Dota 2 is free-to-play, and I know what you’re thinking. “Obviously, people will be able to buy overpowered items with real money and this will end up making actual gameplay skill inconsequential.” Wrong. Dota 2 has a microtransaction store that sells nothing but aesthetic items that don’t affect the gameplay in any way. If you are so inclined, you can shell out cash to make your favourite characters look better with either individual pieces of armour and equipment or entire sets. Most of these sets have been created by other players, so buying these essentially rewards the community for their creativity. Clothes aren’t all you can buy; better skins for the HUD and announcer packs are available too. You can actually have the narrator from Bastion giving commentary for your game!
Learning the game is a highly rewarding experience
Graphically, even though it's running on the quite aged Source engine, Dota 2 looks gorgeous. Every hero has his or her own personality, which can be seen in even the way they simply walk around. Animation is amazing with lots of minor touches that make it even better, like the walking animation actually being different for when a character is wounded and when they have a Haste rune. Despite the abundance of aesthetic items, the art style does a wonderful job of letting you know at a glance which hero you’re up against.
Valve wasn’t a slouch in the sound department either. The procedural music appropriately ramps up its tempo and epicness when a team fight happens, giving you the perfect feeling for those tense moments. Voice acting is brilliant, with some of the highlights being the voices for Pudge, Ogre Magi and Nightstalker. Every dialogue by a hero oozes with personality, such as Pudge with his Australian accent or the Ogre Magi with his utter idiocy.
Dota 2 as an eSports platform is quite evident from the live broadcast of The International 3 in-game
What discussion about Dota 2 is complete without any mention of eSports? Valve has added a great platform that promotes the game to a much higher eSport standard than even, say, StarCraft 2. This isn’t simply because Valve is throwing its money at the community with events like the yearly International tournament. The fact that you can watch any in-progress match from within the game is obviously a huge help to this. This is further compounded by the fact that the in-game spectator mode has support for commentators as well as team and sponsor logos.

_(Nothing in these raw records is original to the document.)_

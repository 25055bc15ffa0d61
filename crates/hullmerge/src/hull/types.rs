//! Configuration and result types for the hull engine.
//!
//! - `HullCfg`: orientation tolerance and input checks.
//! - `Tangent`, `TangentKind`: bridge between two hulls found during a merge.

use crate::cfg::ORIENT_EPS;
use crate::geom::{Point, Segment};

/// Hull engine configuration.
#[derive(Clone, Copy, Debug)]
pub struct HullCfg {
    /// Triples with `|orient(a, b, c)| <= eps_orient * |b - a| * |c - a|`
    /// count as collinear. Relative, so independent of coordinate scale.
    pub eps_orient: f64,
    /// Reject input that is not sorted by x.
    pub check_sorted: bool,
}

impl Default for HullCfg {
    fn default() -> Self {
        Self {
            eps_orient: ORIENT_EPS,
            check_sorted: true,
        }
    }
}

/// Which side of the merged hull a tangent bounds.
#[derive(Clone, Copy, Debug, PartialEq, Eq, Hash)]
pub enum TangentKind {
    Upper,
    Lower,
}

/// Tangent line from a point of the left hull to a point of the right hull.
#[derive(Clone, Copy, Debug, PartialEq)]
pub struct Tangent {
    pub kind: TangentKind,
    pub left: Point,
    pub right: Point,
}

impl Tangent {
    #[inline]
    pub fn segment(&self) -> Segment {
        Segment::new(self.left, self.right)
    }
}
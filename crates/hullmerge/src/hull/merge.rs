use crate::error::{HullError, Result};
use crate::geom::{lex_cmp, Point};
use crate::observe::HullObserver;

use super::normalize::sort_hull;
use super::tangent::{find_tangent, index_of};
use super::types::{HullCfg, Tangent, TangentKind};

/// Merge two x-separated hulls into one canonical hull.
///
/// Pre: every point of `left` is lexicographically smaller than every point
/// of `right` (x-separated, ties on x ordered by y).
/// Post: clockwise hull from the overall leftmost point; points cut off by
/// the tangents are gone.
pub fn merge_two_hulls(
    left: Vec<Point>,
    right: Vec<Point>,
    cfg: &HullCfg,
    observer: &mut dyn HullObserver,
) -> Result<Vec<Point>> {
    if left.is_empty() || right.is_empty() {
        return Err(HullError::InvalidArgument(
            "cannot merge an empty hull".into(),
        ));
    }
    // Seeds by value; normalization reorders both lists.
    let seed_left = extreme(&left, true);
    let seed_right = extreme(&right, false);

    let left = sort_hull(left)?;
    let right = sort_hull(right)?;
    let il = index_of(&left, &seed_left, "left")?;
    let ir = index_of(&right, &seed_right, "right")?;

    let (ul, ur) = find_tangent(TangentKind::Upper, &left, &right, il, ir, cfg)?;
    observer.on_tangent_found(Tangent {
        kind: TangentKind::Upper,
        left: left[ul],
        right: right[ur],
    });
    let (ll, lr) = find_tangent(TangentKind::Lower, &left, &right, il, ir, cfg)?;
    observer.on_tangent_found(Tangent {
        kind: TangentKind::Lower,
        left: left[ll],
        right: right[lr],
    });

    let merged = stitch(&left, &right, (ul, ur), (ll, lr));
    observer.on_hull_merged(&merged);
    Ok(merged)
}

/// Lexicographic max (`max = true`) or min of a non-empty list.
fn extreme(points: &[Point], max: bool) -> Point {
    let it = points.iter().copied();
    let pick = if max {
        it.max_by(|a, b| lex_cmp(a, b))
    } else {
        it.min_by(|a, b| lex_cmp(a, b))
    };
    pick.unwrap_or(points[0])
}

/// Walk left `0..=ul`, jump to right `ur..=lr` clockwise, jump back to left
/// at `ll` and run clockwise until the anchor.
fn stitch(
    left: &[Point],
    right: &[Point],
    (ul, ur): (usize, usize),
    (ll, lr): (usize, usize),
) -> Vec<Point> {
    let mut out = Vec::with_capacity(left.len() + right.len());
    out.extend_from_slice(&left[..=ul]);

    let mut j = ur;
    loop {
        out.push(right[j]);
        if j == lr {
            break;
        }
        j = (j + 1) % right.len();
    }

    // ll == 0 closes at the anchor; ll == ul was already emitted.
    if ll != 0 {
        let from = if ll == ul { ll + 1 } else { ll };
        if from < left.len() {
            out.extend_from_slice(&left[from..]);
        }
    }
    out
}

#[cfg(test)]
mod tests {
    use super::*;
    use crate::observe::{HullEvent, NoopObserver, Recorder};
    use nalgebra::point;

    #[test]
    fn square_from_two_edges() {
        let left = vec![point![0.0, 1.0], point![0.0, 0.0]];
        let right = vec![point![1.0, 0.0], point![1.0, 1.0]];
        let h = merge_two_hulls(left, right, &HullCfg::default(), &mut NoopObserver).unwrap();
        assert_eq!(
            h,
            vec![
                point![0.0, 0.0],
                point![0.0, 1.0],
                point![1.0, 1.0],
                point![1.0, 0.0]
            ]
        );
    }

    #[test]
    fn interior_points_are_cut_off() {
        let left = vec![point![0.0, 0.0], point![0.0, 1.0]];
        let right = vec![point![0.5, 0.5], point![1.0, 1.0], point![1.0, 0.0]];
        let mut rec = Recorder::default();
        let h = merge_two_hulls(left, right, &HullCfg::default(), &mut rec).unwrap();
        assert_eq!(h.len(), 4);
        assert!(!h.contains(&point![0.5, 0.5]));
        assert_eq!(rec.tangents().count(), 2);
        assert!(matches!(rec.events.last(), Some(HullEvent::HullMerged(m)) if *m == h));
    }

    #[test]
    fn left_hull_with_lower_chain_is_kept() {
        // Left pentagon contributes both chains around its anchor.
        let left = vec![
            point![0.0, 0.0],
            point![1.0, 3.0],
            point![3.0, 2.0],
            point![3.0, -2.0],
            point![1.0, -3.0],
        ];
        let right = vec![point![4.0, 0.5], point![6.0, 0.0]];
        let h = merge_two_hulls(left, right, &HullCfg::default(), &mut NoopObserver).unwrap();
        assert_eq!(
            h,
            vec![
                point![0.0, 0.0],
                point![1.0, 3.0],
                point![3.0, 2.0],
                point![6.0, 0.0],
                point![3.0, -2.0],
                point![1.0, -3.0],
            ]
        );
    }

    #[test]
    fn collinear_halves_keep_only_extremes() {
        let left = vec![point![0.0, 0.0], point![1.0, 0.0]];
        let right = vec![point![2.0, 0.0], point![3.0, 0.0]];
        let h = merge_two_hulls(left, right, &HullCfg::default(), &mut NoopObserver).unwrap();
        assert_eq!(h, vec![point![0.0, 0.0], point![3.0, 0.0]]);
    }

    #[test]
    fn empty_side_is_rejected() {
        let err = merge_two_hulls(
            Vec::new(),
            vec![point![1.0, 0.0]],
            &HullCfg::default(),
            &mut NoopObserver,
        );
        assert!(matches!(err, Err(HullError::InvalidArgument(_))));
    }
}
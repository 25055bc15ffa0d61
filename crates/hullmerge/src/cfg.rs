//! Tolerance defaults for hull construction (internal).
//!
//! Policy
//! - Defaults are fixed constants; `HullCfg` exposes the orientation
//!   tolerance for callers that work at unusual coordinate scales.

/// Triples whose turn angle has a sine at or below this count as collinear.
pub(crate) const ORIENT_EPS: f64 = 1e-12;
/// Tangent walks may replace endpoints at most `STEP_FACTOR * (|L| + |R|) + STEP_SLACK` times.
pub(crate) const STEP_FACTOR: usize = 4;
pub(crate) const STEP_SLACK: usize = 8;
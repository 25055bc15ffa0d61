//! Observer side channel for visualization and logging.
//!
//! The hull engine reports each tangent and each merged hull, plus progress
//! text at the start and end of a run. Observers never influence the
//! result; `NoopObserver` and any other observer yield identical hulls.

use std::time::Duration;

use crate::geom::Point;
use crate::hull::{Tangent, TangentKind};

/// Fire-and-forget hooks. All methods default to no-ops.
pub trait HullObserver {
    fn on_tangent_found(&mut self, _tangent: Tangent) {}
    fn on_hull_merged(&mut self, _hull: &[Point]) {}
    fn on_progress(&mut self, _message: &str) {}
}

impl<O: HullObserver + ?Sized> HullObserver for &mut O {
    fn on_tangent_found(&mut self, tangent: Tangent) {
        (**self).on_tangent_found(tangent)
    }
    fn on_hull_merged(&mut self, hull: &[Point]) {
        (**self).on_hull_merged(hull)
    }
    fn on_progress(&mut self, message: &str) {
        (**self).on_progress(message)
    }
}

/// Ignores every event.
#[derive(Clone, Copy, Debug, Default)]
pub struct NoopObserver;

impl HullObserver for NoopObserver {}

/// Emits `tracing` events: tangents and merges at debug, progress at info.
#[derive(Clone, Copy, Debug, Default)]
pub struct TracingObserver;

impl HullObserver for TracingObserver {
    fn on_tangent_found(&mut self, t: Tangent) {
        tracing::debug!(
            kind = ?t.kind,
            left_x = t.left.x,
            left_y = t.left.y,
            right_x = t.right.x,
            right_y = t.right.y,
            "tangent"
        );
    }
    fn on_hull_merged(&mut self, hull: &[Point]) {
        tracing::debug!(points = hull.len(), "hull_merged");
    }
    fn on_progress(&mut self, message: &str) {
        tracing::info!(detail = message, "progress");
    }
}

/// One recorded observer call.
#[derive(Clone, Debug, PartialEq)]
pub enum HullEvent {
    TangentFound(Tangent),
    HullMerged(Vec<Point>),
    Progress(String),
}

/// Collects every event in call order.
#[derive(Clone, Debug, Default)]
pub struct Recorder {
    pub events: Vec<HullEvent>,
}

impl Recorder {
    /// Recorded tangents in discovery order.
    pub fn tangents(&self) -> impl Iterator<Item = &Tangent> + '_ {
        self.events.iter().filter_map(|e| match e {
            HullEvent::TangentFound(t) => Some(t),
            _ => None,
        })
    }
    /// Recorded tangents of one kind.
    pub fn tangents_of(&self, kind: TangentKind) -> impl Iterator<Item = &Tangent> + '_ {
        self.tangents().filter(move |t| t.kind == kind)
    }
    /// Intermediate hulls, innermost merges first.
    pub fn merged_hulls(&self) -> impl Iterator<Item = &[Point]> + '_ {
        self.events.iter().filter_map(|e| match e {
            HullEvent::HullMerged(h) => Some(h.as_slice()),
            _ => None,
        })
    }
}

impl HullObserver for Recorder {
    fn on_tangent_found(&mut self, tangent: Tangent) {
        self.events.push(HullEvent::TangentFound(tangent));
    }
    fn on_hull_merged(&mut self, hull: &[Point]) {
        self.events.push(HullEvent::HullMerged(hull.to_vec()));
    }
    fn on_progress(&mut self, message: &str) {
        self.events.push(HullEvent::Progress(message.to_string()));
    }
}

/// Forwards to `inner` and sleeps `delay` after each tangent and merge,
/// for step-by-step animation. Progress messages are not delayed.
#[derive(Clone, Debug)]
pub struct Paced<O> {
    pub inner: O,
    pub delay: Duration,
}

impl<O> Paced<O> {
    pub fn new(inner: O, delay: Duration) -> Self {
        Self { inner, delay }
    }
    fn pause(&self) {
        if !self.delay.is_zero() {
            std::thread::sleep(self.delay);
        }
    }
}

impl<O: HullObserver> HullObserver for Paced<O> {
    fn on_tangent_found(&mut self, tangent: Tangent) {
        self.inner.on_tangent_found(tangent);
        self.pause();
    }
    fn on_hull_merged(&mut self, hull: &[Point]) {
        self.inner.on_hull_merged(hull);
        self.pause();
    }
    fn on_progress(&mut self, message: &str) {
        self.inner.on_progress(message);
    }
}

#[cfg(test)]
mod tests {
    use super::*;
    use nalgebra::point;

    #[test]
    fn recorder_filters_by_kind() {
        let mut rec = Recorder::default();
        let t = |kind| Tangent {
            kind,
            left: point![0.0, 0.0],
            right: point![1.0, 0.0],
        };
        rec.on_tangent_found(t(TangentKind::Upper));
        rec.on_progress("halfway");
        rec.on_tangent_found(t(TangentKind::Lower));
        assert_eq!(rec.tangents().count(), 2);
        assert_eq!(rec.tangents_of(TangentKind::Lower).count(), 1);
        assert_eq!(rec.events[1], HullEvent::Progress("halfway".into()));
    }

    #[test]
    fn paced_forwards_through_a_borrow() {
        let mut rec = Recorder::default();
        {
            let mut paced = Paced::new(&mut rec, Duration::from_millis(0));
            paced.on_hull_merged(&[point![0.0, 0.0], point![1.0, 1.0]]);
            paced.on_progress("done");
        }
        assert_eq!(rec.merged_hulls().count(), 1);
        assert_eq!(rec.events.len(), 2);
    }
}
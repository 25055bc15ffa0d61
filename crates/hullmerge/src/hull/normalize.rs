use crate::error::{HullError, Result};
use crate::geom::{lex_cmp, slope, Point};

/// Put the points of a convex hull into canonical order.
///
/// The anchor is the lexicographically smallest point; the rest follow by
/// decreasing slope from the anchor (clockwise). Equal slopes, which only
/// occur for collinear input, fall back to distance from the anchor.
///
/// Pre: distinct points in convex position. The input is consumed.
pub fn sort_hull(mut points: Vec<Point>) -> Result<Vec<Point>> {
    if points.is_empty() {
        return Err(HullError::InvalidArgument(
            "cannot normalize an empty hull".into(),
        ));
    }
    let anchor_idx = points
        .iter()
        .enumerate()
        .min_by(|(_, a), (_, b)| lex_cmp(a, b))
        .map(|(i, _)| i)
        .unwrap_or(0);
    let anchor = points.swap_remove(anchor_idx);

    let mut keyed = Vec::with_capacity(points.len());
    for p in points {
        keyed.push((slope(&anchor, &p)?, p));
    }
    keyed.sort_by(|(sa, a), (sb, b)| sb.total_cmp(sa).then_with(|| lex_cmp(a, b)));

    let mut out = Vec::with_capacity(keyed.len() + 1);
    out.push(anchor);
    out.extend(keyed.into_iter().map(|(_, p)| p));
    Ok(out)
}
//! Criterion benchmarks for the divide-and-conquer hull.
//! Focus sizes: n in {16, 256, 4096}; disk (few hull points) vs circle (all).
//! Results: by default under target/criterion; to store under data/bench, run:
//!   CARGO_TARGET_DIR=data/bench cargo bench -p hullmerge

use criterion::{criterion_group, criterion_main, BatchSize, BenchmarkId, Criterion};
use hullmerge::rand::{draw_points, PointCloud, ReplayToken};
use hullmerge::{compute_hull, lex_cmp, Point};

fn sorted_cloud(cloud: PointCloud, n: usize, seed: u64) -> Vec<Point> {
    let mut pts = draw_points(cloud, n, ReplayToken::new(seed, n as u64));
    pts.sort_by(lex_cmp);
    pts
}

fn bench_hull(c: &mut Criterion) {
    let mut group = c.benchmark_group("hull");
    for &n in &[16usize, 256, 4096] {
        group.bench_with_input(BenchmarkId::new("disk", n), &n, |b, &n| {
            b.iter_batched(
                || sorted_cloud(PointCloud::Disk { radius: 1.0 }, n, 43),
                |pts| {
                    let _hull = compute_hull(&pts).unwrap();
                },
                BatchSize::SmallInput,
            )
        });

        group.bench_with_input(BenchmarkId::new("circle", n), &n, |b, &n| {
            b.iter_batched(
                || sorted_cloud(PointCloud::Circle { radius: 1.0 }, n, 44),
                |pts| {
                    let _hull = compute_hull(&pts).unwrap();
                },
                BatchSize::SmallInput,
            )
        });
    }
    group.finish();
}

criterion_group!(benches, bench_hull);
criterion_main!(benches);
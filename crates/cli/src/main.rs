use anyhow::{Context, Result};
use clap::{Parser, Subcommand, ValueEnum};
use hullmerge::rand::{draw_points, PointCloud, ReplayToken};
use hullmerge::{
    compute_hull_with, lex_cmp, polygon_edges, HullCfg, HullEvent, HullObserver, Paced, Point,
    Recorder, Tangent, TangentKind, TracingObserver,
};
use serde::Serialize;
use serde_json::json;
use std::path::{Path, PathBuf};
use std::time::{Duration, Instant};
use tracing_subscriber::fmt::SubscriberBuilder;

mod io;
mod provenance;

use provenance::{write_sidecar, Payload};

#[derive(Parser)]
#[command(name = "cli")]
#[command(about = "Divide-and-conquer convex hull runner")]
struct Cmd {
    /// Optional run tag; propagated to outputs and logs
    #[arg(long)]
    tag: Option<String>,

    #[command(subcommand)]
    action: Action,
}

#[derive(Subcommand)]
enum Action {
    /// Compute the hull of an x,y CSV file and write it as JSON
    Hull {
        #[arg(long)]
        input: PathBuf,
        #[arg(long)]
        out: PathBuf,
        /// Delay after each tangent and merge, for step-by-step viewing
        #[arg(long, default_value_t = 0)]
        pause_ms: u64,
        /// Include every tangent and intermediate hull in the output
        #[arg(long)]
        steps: bool,
    },
    /// Write a seeded random point cloud as x,y CSV
    Sample {
        #[arg(long)]
        n: usize,
        #[arg(long, default_value_t = 0)]
        seed: u64,
        #[arg(long, default_value_t = 0)]
        index: u64,
        #[arg(long, value_enum, default_value_t = Shape::Square)]
        shape: Shape,
        /// Half width, radius, or lattice half width depending on the shape
        #[arg(long, default_value_t = 1.0)]
        scale: f64,
        #[arg(long)]
        out: PathBuf,
    },
    /// Print a small provenance JSON block
    Report,
}

#[derive(Clone, Copy, Debug, ValueEnum)]
enum Shape {
    Square,
    Disk,
    Lattice,
    Circle,
}

impl Shape {
    fn cloud(self, scale: f64) -> PointCloud {
        match self {
            Shape::Square => PointCloud::Square { half_width: scale },
            Shape::Disk => PointCloud::Disk { radius: scale },
            Shape::Lattice => PointCloud::Lattice {
                half_width: scale.round() as i32,
            },
            Shape::Circle => PointCloud::Circle { radius: scale },
        }
    }
}

fn main() -> Result<()> {
    SubscriberBuilder::default().with_target(false).init();
    let cmd = Cmd::parse();
    match cmd.action {
        Action::Hull {
            input,
            out,
            pause_ms,
            steps,
        } => hull(&input, &out, pause_ms, steps, cmd.tag),
        Action::Sample {
            n,
            seed,
            index,
            shape,
            scale,
            out,
        } => sample(n, ReplayToken::new(seed, index), shape, scale, &out, cmd.tag),
        Action::Report => report(cmd.tag),
    }
}

/// Logs through `tracing` and records for the optional step dump.
#[derive(Default)]
struct Tee {
    log: TracingObserver,
    rec: Recorder,
}

impl HullObserver for Tee {
    fn on_tangent_found(&mut self, tangent: Tangent) {
        self.log.on_tangent_found(tangent);
        self.rec.on_tangent_found(tangent);
    }
    fn on_hull_merged(&mut self, hull: &[Point]) {
        self.log.on_hull_merged(hull);
        self.rec.on_hull_merged(hull);
    }
    fn on_progress(&mut self, message: &str) {
        self.log.on_progress(message);
        self.rec.on_progress(message);
    }
}

type Xy = [f64; 2];

fn xy(p: &Point) -> Xy {
    [p.x, p.y]
}

#[derive(Serialize)]
#[serde(tag = "event", rename_all = "snake_case")]
enum Step {
    Tangent { kind: &'static str, left: Xy, right: Xy },
    Merged { hull: Vec<Xy> },
    Progress { message: String },
}

impl From<&HullEvent> for Step {
    fn from(e: &HullEvent) -> Self {
        match e {
            HullEvent::TangentFound(t) => Step::Tangent {
                kind: match t.kind {
                    TangentKind::Upper => "upper",
                    TangentKind::Lower => "lower",
                },
                left: xy(&t.left),
                right: xy(&t.right),
            },
            HullEvent::HullMerged(h) => Step::Merged {
                hull: h.iter().map(xy).collect(),
            },
            HullEvent::Progress(m) => Step::Progress { message: m.clone() },
        }
    }
}

#[derive(Serialize)]
struct HullOutput {
    points: usize,
    hull: Vec<Xy>,
    edges: Vec<[Xy; 2]>,
    elapsed_ms: f64,
    #[serde(skip_serializing_if = "Option::is_none")]
    steps: Option<Vec<Step>>,
}

fn hull(input: &Path, out: &Path, pause_ms: u64, steps: bool, tag: Option<String>) -> Result<()> {
    tracing::info!(input = %input.display(), out = %out.display(), pause_ms, steps, tag = ?tag, "hull");
    let mut points = io::read_points_csv(input)?;
    io::validate_points(&points)?;
    points.sort_by(lex_cmp);

    let mut tee = Tee::default();
    let t0 = Instant::now();
    let hull = {
        let mut paced = Paced::new(&mut tee, Duration::from_millis(pause_ms));
        compute_hull_with(&points, &HullCfg::default(), &mut paced)
            .with_context(|| format!("computing hull of {}", input.display()))?
    };
    let elapsed_ms = t0.elapsed().as_secs_f64() * 1e3;
    tracing::info!(points = points.len(), hull = hull.len(), elapsed_ms, "hull_done");

    let output = HullOutput {
        points: points.len(),
        hull: hull.iter().map(xy).collect(),
        edges: polygon_edges(&hull)
            .iter()
            .map(|s| [xy(&s.a), xy(&s.b)])
            .collect(),
        elapsed_ms,
        steps: steps.then(|| tee.rec.events.iter().map(Step::from).collect()),
    };
    io::create_parent(out)?;
    std::fs::write(out, serde_json::to_vec_pretty(&output)?)
        .with_context(|| format!("writing {}", out.display()))?;

    let payload = Payload::new(json!({
        "input": input.to_string_lossy(),
        "points": points.len(),
        "hull_points": hull.len(),
        "pause_ms": pause_ms,
        "steps": steps
    }))
    .with_tag(tag);
    write_sidecar(out, payload)?;
    Ok(())
}

fn sample(
    n: usize,
    tok: ReplayToken,
    shape: Shape,
    scale: f64,
    out: &Path,
    tag: Option<String>,
) -> Result<()> {
    tracing::info!(n, seed = tok.seed, index = tok.index, shape = ?shape, scale, out = %out.display(), "sample");
    let points = draw_points(shape.cloud(scale), n, tok);
    io::write_points_csv(out, &points)?;
    let payload = Payload::new(json!({
        "n": n,
        "seed": tok.seed,
        "index": tok.index,
        "shape": format!("{shape:?}"),
        "scale": scale
    }))
    .with_tag(tag);
    write_sidecar(out, payload)?;
    Ok(())
}

fn report(tag: Option<String>) -> Result<()> {
    println!(
        "{}",
        serde_json::to_string_pretty(&provenance::summary(tag))?
    );
    Ok(())
}
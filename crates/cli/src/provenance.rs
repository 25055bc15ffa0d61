//! Provenance sidecars: `<artifact>.provenance.json` next to every output.

use anyhow::{Context, Result};
use serde::Serialize;
use serde_json::Value;
use std::path::{Path, PathBuf};
use std::process::Command;

/// Run parameters recorded in a sidecar.
pub struct Payload {
    pub params: Value,
    pub tag: Option<String>,
}

impl Payload {
    pub fn new(params: Value) -> Self {
        Self { params, tag: None }
    }
    pub fn with_tag(mut self, tag: Option<String>) -> Self {
        self.tag = tag;
        self
    }
}

#[derive(Serialize)]
pub struct Sidecar {
    pub code_rev: String,
    pub hullmerge: &'static str,
    pub tag: Option<String>,
    pub params: Value,
    pub outputs: Vec<String>,
}

impl Sidecar {
    fn new(payload: Payload, outputs: Vec<String>) -> Self {
        Self {
            code_rev: current_git_rev(),
            hullmerge: hullmerge::VERSION,
            tag: payload.tag,
            params: payload.params,
            outputs,
        }
    }
}

/// Provenance document without outputs, as printed by `cli report`.
pub fn summary(tag: Option<String>) -> Sidecar {
    Sidecar::new(Payload::new(Value::Object(Default::default())).with_tag(tag), Vec::new())
}

/// Write the sidecar for `artifact`; returns its path.
pub fn write_sidecar(artifact: &Path, payload: Payload) -> Result<PathBuf> {
    let path = artifact.with_extension("provenance.json");
    let doc = Sidecar::new(payload, vec![artifact.to_string_lossy().into_owned()]);
    std::fs::write(&path, serde_json::to_vec_pretty(&doc)?)
        .with_context(|| format!("writing {}", path.display()))?;
    Ok(path)
}

/// Commit hash from `GIT_COMMIT` (build or run time), else `git rev-parse`.
pub fn current_git_rev() -> String {
    option_env!("GIT_COMMIT")
        .map(str::to_string)
        .or_else(|| std::env::var("GIT_COMMIT").ok())
        .filter(|rev| !rev.is_empty())
        .or_else(|| {
            let out = Command::new("git").args(["rev-parse", "HEAD"]).output().ok()?;
            out.status
                .success()
                .then(|| String::from_utf8_lossy(&out.stdout).trim().to_string())
        })
        .unwrap_or_else(|| "unknown".to_string())
}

In the end, Dota 2 falls under the category of games that are difficult to explain why they're fun. Players have to spend copious, almost unhealthy amounts of time on it just to not get destroyed in the first matches, and that’s not even counting the higher-levelled ranked matches or Captain mode matches. However, if you stick with it and take on the tremendous task of actually understanding Dota 2, you’ll find a very rewarding game where even if a game goes on for an hour or two, you won’t feel like it’s wasted time. Aside from the trolls and the learning curve, Dota 2 is a great game, and Valve, together with developer IceFrog, has done the original DotA justice with the Source engine-based remake.